[Stored items]
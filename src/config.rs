//! Classifier configuration.
//!
//! The serializable part of the construction contract. Capabilities (state
//! reader, dispatcher, form encoder) are handed to the builder separately.

use serde::{Deserialize, Serialize};
use std::path::Path;

use crate::error::ConfigError;

/// Environment variable overriding [`ClassifierConfig::attribute_prefix`].
pub const ENV_ATTRIBUTE_PREFIX: &str = "UJS_ATTRIBUTE_PREFIX";
/// Environment variable overriding [`ClassifierConfig::graft_param`].
pub const ENV_GRAFT_PARAM: &str = "UJS_GRAFT_PARAM";
/// Environment variable overriding [`ClassifierConfig::default_form_method`].
pub const ENV_DEFAULT_FORM_METHOD: &str = "UJS_DEFAULT_FORM_METHOD";

/// Immutable classifier settings, created once per page session.
///
/// # Example
///
/// ```ignore
/// use ujs_intercept::config::ClassifierConfig;
///
/// let config = ClassifierConfig::default()
///     .with_attribute_prefix("ujs")
///     .with_graft_param("bzq");
/// config.validate()?;
/// ```
#[derive(Debug, Clone, PartialEq, Eq, Serialize, Deserialize)]
#[serde(default)]
pub struct ClassifierConfig {
    /// Prefix for the recognized attributes (`{prefix}-visit`, ...). Default `data`.
    pub attribute_prefix: String,
    /// Reserved query key marking a graft visit. Default `bzq`.
    pub graft_param: String,
    /// Verb for forms without a usable `method` attribute. Default `POST`.
    pub default_form_method: String,
}

impl Default for ClassifierConfig {
    fn default() -> Self {
        Self {
            attribute_prefix: "data".to_string(),
            graft_param: "bzq".to_string(),
            default_form_method: "POST".to_string(),
        }
    }
}

impl ClassifierConfig {
    /// Create a new ClassifierConfig with default values.
    pub fn new() -> Self {
        Self::default()
    }

    /// Set the attribute prefix.
    pub fn with_attribute_prefix(mut self, prefix: impl Into<String>) -> Self {
        self.attribute_prefix = prefix.into();
        self
    }

    /// Set the graft query parameter.
    pub fn with_graft_param(mut self, param: impl Into<String>) -> Self {
        self.graft_param = param.into();
        self
    }

    /// Set the fallback form method.
    pub fn with_default_form_method(mut self, method: impl Into<String>) -> Self {
        self.default_form_method = method.into();
        self
    }

    /// Check every field is usable.
    pub fn validate(&self) -> Result<(), ConfigError> {
        if !is_token(&self.attribute_prefix) {
            return Err(ConfigError::InvalidAttributePrefix {
                prefix: self.attribute_prefix.clone(),
            });
        }
        if !is_token(&self.graft_param) {
            return Err(ConfigError::InvalidGraftParam {
                param: self.graft_param.clone(),
            });
        }
        let method = self.default_form_method.trim();
        if method.is_empty() || !method.chars().all(|c| c.is_ascii_alphabetic()) {
            return Err(ConfigError::InvalidDefaultMethod {
                method: self.default_form_method.clone(),
            });
        }
        Ok(())
    }

    /// Parse and validate a JSON document. Missing fields take their defaults.
    pub fn from_json_str(json: &str) -> Result<Self, ConfigError> {
        let config: ClassifierConfig = serde_json::from_str(json)?;
        config.validate()?;
        Ok(config)
    }

    /// Read, parse and validate a JSON config file.
    pub fn load(path: &Path) -> Result<Self, ConfigError> {
        let contents = std::fs::read_to_string(path).map_err(|source| ConfigError::Io {
            path: path.to_path_buf(),
            source,
        })?;
        Self::from_json_str(&contents)
    }

    /// Apply `UJS_*` environment overrides. Unset or empty variables are ignored.
    pub fn with_env_overrides(mut self) -> Self {
        if let Some(prefix) = env_value(ENV_ATTRIBUTE_PREFIX) {
            self.attribute_prefix = prefix;
        }
        if let Some(param) = env_value(ENV_GRAFT_PARAM) {
            self.graft_param = param;
        }
        if let Some(method) = env_value(ENV_DEFAULT_FORM_METHOD) {
            self.default_form_method = method;
        }
        self
    }
}

fn env_value(name: &str) -> Option<String> {
    std::env::var(name)
        .ok()
        .map(|value| value.trim().to_string())
        .filter(|value| !value.is_empty())
}

fn is_token(value: &str) -> bool {
    !value.is_empty()
        && value
            .chars()
            .all(|c| c.is_ascii_alphanumeric() || c == '-' || c == '_')
}
//! Mock implementations for testing.
//!
//! Test doubles for every injected capability, so the classifier can be
//! exercised without a page, a store, or a navigation subsystem.
//!
//! # Available Mocks
//!
//! - [`RecordingDispatcher`] - Records `visit`/`remote` calls
//! - [`RecordingNavigator`] - Records intents reaching the navigation target
//! - [`StaticStateReader`] - Settable current URL with read counting
//! - [`StaticFormEncoder`] - Canned form payload with call counting
//! - [`ScriptedConfirmer`] - Fixed confirmation answer

pub mod confirm;
pub mod dispatcher;
pub mod form;
pub mod state;

pub use confirm::ScriptedConfirmer;
pub use dispatcher::{RecordingDispatcher, RecordingNavigator};
pub use form::StaticFormEncoder;
pub use state::StaticStateReader;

■ Exercise objective
From the data above, output every line exactly.

■ Task solution
filename src/config.rs
//! Classifier configuration.
//!
//! The serializable part of the construction contract. Capabilities (state
//! reader, dispatcher, form encoder) are handed to the builder separately.

use serde::{Deserialize, Serialize};
use std::path::Path;

use crate::error::ConfigError;

/// Environment variable overriding [`ClassifierConfig::attribute_prefix`].
pub const ENV_ATTRIBUTE_PREFIX: &str = "UJS_ATTRIBUTE_PREFIX";
/// Environment variable overriding [`ClassifierConfig::graft_param`].
pub const ENV_GRAFT_PARAM: &str = "UJS_GRAFT_PARAM";
/// Environment variable overriding [`ClassifierConfig::default_form_method`].
pub const ENV_DEFAULT_FORM_METHOD: &str = "UJS_DEFAULT_FORM_METHOD";

/// Immutable classifier settings, created once per page session.
///
/// # Example
///
/// ```ignore
/// use ujs_intercept::config::ClassifierConfig;
///
/// let config = ClassifierConfig::default()
///     .with_attribute_prefix("ujs")
///     .with_graft_param("bzq");
/// config.validate()?;
/// ```
#[derive(Debug, Clone, PartialEq, Eq, Serialize, Deserialize)]
#[serde(default)]
pub struct ClassifierConfig {
    /// Prefix for the recognized attributes (`{prefix}-visit`, ...). Default `data`.
    pub attribute_prefix: String,
    /// Reserved query key marking a graft visit. Default `bzq`.
    pub graft_param: String,
    /// Verb for forms without a usable `method` attribute. Default `POST`.
    pub default_form_method: String,
}

impl Default for ClassifierConfig {
    fn default() -> Self {
        Self {
            attribute_prefix: "data".to_string(),
            graft_param: "bzq".to_string(),
            default_form_method: "POST".to_string(),
        }
    }
}

impl ClassifierConfig {
    /// Create a new ClassifierConfig with default values.
    pub fn new() -> Self {
        Self::default()
    }

    /// Set the attribute prefix.
    pub fn with_attribute_prefix(mut self, prefix: impl Into<String>) -> Self {
        self.attribute_prefix = prefix.into();
        self
    }

    /// Set the graft query parameter.
    pub fn with_graft_param(mut self, param: impl Into<String>) -> Self {
        self.graft_param = param.into();
        self
    }

    /// Set the fallback form method.
    pub fn with_default_form_method(mut self, method: impl Into<String>) -> Self {
        self.default_form_method = method.into();
        self
    }

    /// Check every field is usable.
    pub fn validate(&self) -> Result<(), ConfigError> {
        if !is_token(&self.attribute_prefix) {
            return Err(ConfigError::InvalidAttributePrefix {
                prefix: self.attribute_prefix.clone(),
            });
        }
        if !is_token(&self.graft_param) {
            return Err(ConfigError::InvalidGraftParam {
                param: self.graft_param.clone(),
            });
        }
        let method = self.default_form_method.trim();
        if method.is_empty() || !method.chars().all(|c| c.is_ascii_alphabetic()) {
            return Err(ConfigError::InvalidDefaultMethod {
                method: self.default_form_method.clone(),
            });
        }
        Ok(())
    }

    /// Parse and validate a JSON document. Missing fields take their defaults.
    pub fn from_json_str(json: &str) -> Result<Self, ConfigError> {
        let config: ClassifierConfig = serde_json::from_str(json)?;
        config.validate()?;
        Ok(config)
    }

    /// Read, parse and validate a JSON config file.
    pub fn load(path: &Path) -> Result<Self, ConfigError> {
        let contents = std::fs::read_to_string(path).map_err(|source| ConfigError::Io {
            path: path.to_path_buf(),
            source,
        })?;
        Self::from_json_str(&contents)
    }

    /// Apply `UJS_*` environment overrides. Unset or empty variables are ignored.
    pub fn with_env_overrides(mut self) -> Self {
        if let Some(prefix) = env_value(ENV_ATTRIBUTE_PREFIX) {
            self.attribute_prefix = prefix;
        }
        if let Some(param) = env_value(ENV_GRAFT_PARAM) {
            self.graft_param = param;
        }
        if let Some(method) = env_value(ENV_DEFAULT_FORM_METHOD) {
            self.default_form_method = method;
        }
        self
    }
}

fn env_value(name: &str) -> Option<String> {
    std::env::var(name)
        .ok()
        .map(|value| value.trim().to_string())
        .filter(|value| !value.is_empty())
}

fn is_token(value: &str) -> bool {
    !value.is_empty()
        && value
            .chars()
            .all(|c| c.is_ascii_alphanumeric() || c == '-' || c == '_')
}
//! Mock implementations for testing.
//!
//! Test doubles for every injected capability, so the classifier can be
//! exercised without a page, a store, or a navigation subsystem.
//!
//! # Available Mocks
//!
//! - [`RecordingDispatcher`] - Records `visit`/`remote` calls
//! - [`RecordingNavigator`] - Records intents reaching the navigation target
//! - [`StaticStateReader`] - Settable current URL with read counting
//! - [`StaticFormEncoder`] - Canned form payload with call counting
//! - [`ScriptedConfirmer`] - Fixed confirmation answer

pub mod confirm;
pub mod dispatcher;
pub mod form;
pub mod state;

pub use confirm::ScriptedConfirmer;
pub use dispatcher::{RecordingDispatcher, RecordingNavigator};
pub use form::StaticFormEncoder;
pub use state::StaticStateReader;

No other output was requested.